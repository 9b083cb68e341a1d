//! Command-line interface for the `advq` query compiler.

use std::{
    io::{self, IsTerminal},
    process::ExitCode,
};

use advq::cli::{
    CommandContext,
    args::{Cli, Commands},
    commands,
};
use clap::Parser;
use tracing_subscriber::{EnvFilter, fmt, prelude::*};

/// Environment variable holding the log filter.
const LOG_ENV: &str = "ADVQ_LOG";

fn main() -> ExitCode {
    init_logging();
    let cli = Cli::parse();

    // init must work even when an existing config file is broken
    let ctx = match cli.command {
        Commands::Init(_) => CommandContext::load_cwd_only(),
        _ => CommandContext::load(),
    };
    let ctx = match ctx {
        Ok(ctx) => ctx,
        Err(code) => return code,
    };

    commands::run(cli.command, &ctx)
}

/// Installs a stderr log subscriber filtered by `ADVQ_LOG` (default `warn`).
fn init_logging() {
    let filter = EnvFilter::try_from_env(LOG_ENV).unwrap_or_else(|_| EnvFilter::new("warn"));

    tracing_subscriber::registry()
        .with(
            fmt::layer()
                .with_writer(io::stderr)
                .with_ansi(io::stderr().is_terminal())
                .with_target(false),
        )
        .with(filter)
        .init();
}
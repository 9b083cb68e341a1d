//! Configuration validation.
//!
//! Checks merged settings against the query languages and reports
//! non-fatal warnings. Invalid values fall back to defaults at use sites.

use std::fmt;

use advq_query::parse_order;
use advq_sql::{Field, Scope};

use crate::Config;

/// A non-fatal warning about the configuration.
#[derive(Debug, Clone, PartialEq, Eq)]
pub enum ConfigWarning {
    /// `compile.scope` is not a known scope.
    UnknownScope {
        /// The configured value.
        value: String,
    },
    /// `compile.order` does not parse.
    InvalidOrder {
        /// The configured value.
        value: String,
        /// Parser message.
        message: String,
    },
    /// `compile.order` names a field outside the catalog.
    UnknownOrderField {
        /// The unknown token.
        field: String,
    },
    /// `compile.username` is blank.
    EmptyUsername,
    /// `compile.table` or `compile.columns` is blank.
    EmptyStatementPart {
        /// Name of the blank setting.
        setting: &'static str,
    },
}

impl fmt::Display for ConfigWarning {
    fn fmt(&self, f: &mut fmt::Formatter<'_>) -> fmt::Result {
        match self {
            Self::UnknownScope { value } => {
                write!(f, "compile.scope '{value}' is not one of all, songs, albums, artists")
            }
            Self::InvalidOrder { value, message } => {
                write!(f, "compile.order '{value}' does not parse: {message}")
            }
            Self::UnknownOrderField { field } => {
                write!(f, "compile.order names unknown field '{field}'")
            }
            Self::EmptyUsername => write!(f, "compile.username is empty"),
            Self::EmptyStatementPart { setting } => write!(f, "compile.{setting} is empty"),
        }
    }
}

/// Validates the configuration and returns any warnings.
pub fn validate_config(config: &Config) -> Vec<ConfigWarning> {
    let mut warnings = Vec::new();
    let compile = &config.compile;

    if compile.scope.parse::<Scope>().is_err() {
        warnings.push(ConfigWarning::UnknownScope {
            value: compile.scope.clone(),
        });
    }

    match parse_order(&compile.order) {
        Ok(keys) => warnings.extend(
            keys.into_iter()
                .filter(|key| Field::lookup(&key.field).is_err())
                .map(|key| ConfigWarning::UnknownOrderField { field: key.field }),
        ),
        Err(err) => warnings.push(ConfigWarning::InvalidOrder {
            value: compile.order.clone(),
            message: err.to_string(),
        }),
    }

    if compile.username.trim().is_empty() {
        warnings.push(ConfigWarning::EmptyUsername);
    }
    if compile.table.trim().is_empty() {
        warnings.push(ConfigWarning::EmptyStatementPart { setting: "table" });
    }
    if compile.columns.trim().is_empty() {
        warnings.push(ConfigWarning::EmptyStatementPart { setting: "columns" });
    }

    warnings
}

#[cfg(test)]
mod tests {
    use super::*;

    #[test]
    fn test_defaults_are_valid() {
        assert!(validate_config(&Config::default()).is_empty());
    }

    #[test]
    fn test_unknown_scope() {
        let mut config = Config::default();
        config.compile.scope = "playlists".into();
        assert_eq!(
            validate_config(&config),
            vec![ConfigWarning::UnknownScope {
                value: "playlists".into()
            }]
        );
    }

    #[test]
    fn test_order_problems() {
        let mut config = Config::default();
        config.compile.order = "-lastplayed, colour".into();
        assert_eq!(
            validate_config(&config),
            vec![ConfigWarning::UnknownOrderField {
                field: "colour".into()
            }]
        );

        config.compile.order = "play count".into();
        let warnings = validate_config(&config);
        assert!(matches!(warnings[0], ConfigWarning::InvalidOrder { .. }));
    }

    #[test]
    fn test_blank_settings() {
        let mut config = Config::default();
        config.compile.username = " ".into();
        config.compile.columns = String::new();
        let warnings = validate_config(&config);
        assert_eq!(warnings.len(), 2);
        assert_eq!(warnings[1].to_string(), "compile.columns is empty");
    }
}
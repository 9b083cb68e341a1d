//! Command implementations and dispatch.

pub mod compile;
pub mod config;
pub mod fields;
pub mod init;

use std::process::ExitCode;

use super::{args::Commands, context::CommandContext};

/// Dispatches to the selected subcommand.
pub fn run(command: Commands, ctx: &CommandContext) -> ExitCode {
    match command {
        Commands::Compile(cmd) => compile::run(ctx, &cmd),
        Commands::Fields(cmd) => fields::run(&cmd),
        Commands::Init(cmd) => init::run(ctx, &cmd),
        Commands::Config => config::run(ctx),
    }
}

+++

> [Exercise brief]
Check each line of the records above for the string "playlists", and report every line that has it.

> [Answer for this exercise]
        config.compile.scope = "playlists".into();
                value: "playlists".into()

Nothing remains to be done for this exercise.